**HOW TO COMPLETE THIS TASK**.
Your task is to quote the listing below exactly, beginning with its first line and ending on the line bearing "to slow down.".

**INPUT DATA**.
%%
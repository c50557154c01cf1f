//! Chat platform errors.

/// Specific platform error conditions.
#[derive(Debug, Clone, PartialEq, Eq, Hash, derive_more::Display)]
pub enum PlatformErrorKind {
    /// The bot is not allowed to read or write the resource.
    #[display("Access forbidden: {}", _0)]
    Forbidden(String),

    /// The resource (guild, channel, message) does not exist.
    #[display("Resource not found: {}", _0)]
    NotFound(String),

    /// The platform asked us to slow down.
    #[display("Rate limited: retry after {} seconds", _0)]
    RateLimited(u64),

    /// Any other API failure.
    #[display("API call failed: {}", _0)]
    Api(String),

    /// No connection to the platform could be made or kept.
    #[display("Connection failed: {}", _0)]
    Connection(String),

    /// Outbound message could not be delivered.
    #[display("Message send failed: {}", _0)]
    Send(String),
}

/// Platform error with location tracking.
#[derive(Debug, Clone, derive_more::Display, derive_more::Error)]
#[display("Platform Error: {} at line {} in {}", kind, line, file)]
pub struct PlatformError {
    kind: PlatformErrorKind,
    line: u32,
    file: &'static str,
}

impl PlatformError {
    /// Create a new platform error with caller location tracking.
    #[track_caller]
    pub fn new(kind: PlatformErrorKind) -> Self {
        let location = std::panic::Location::caller();
        Self {
            kind,
            line: location.line(),
            file: location.file(),
        }
    }

    /// Get the error kind.
    pub fn kind(&self) -> &PlatformErrorKind {
        &self.kind
    }

    /// True when the platform refused access to the resource.
    pub fn is_forbidden(&self) -> bool {
        matches!(self.kind, PlatformErrorKind::Forbidden(_))
    }
}

/// Result type for platform operations.
pub type PlatformResult<T> = Result<T, PlatformError>;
%%
**RESPONSE TO THIS TASK**.
repository c50557154c01cf1f
//! Chat platform errors.

/// Specific platform error conditions.
#[derive(Debug, Clone, PartialEq, Eq, Hash, derive_more::Display)]
pub enum PlatformErrorKind {
    /// The bot is not allowed to read or write the resource.
    #[display("Access forbidden: {}", _0)]
    Forbidden(String),

    /// The resource (guild, channel, message) does not exist.
    #[display("Resource not found: {}", _0)]
    NotFound(String),

    /// The platform asked us to slow down.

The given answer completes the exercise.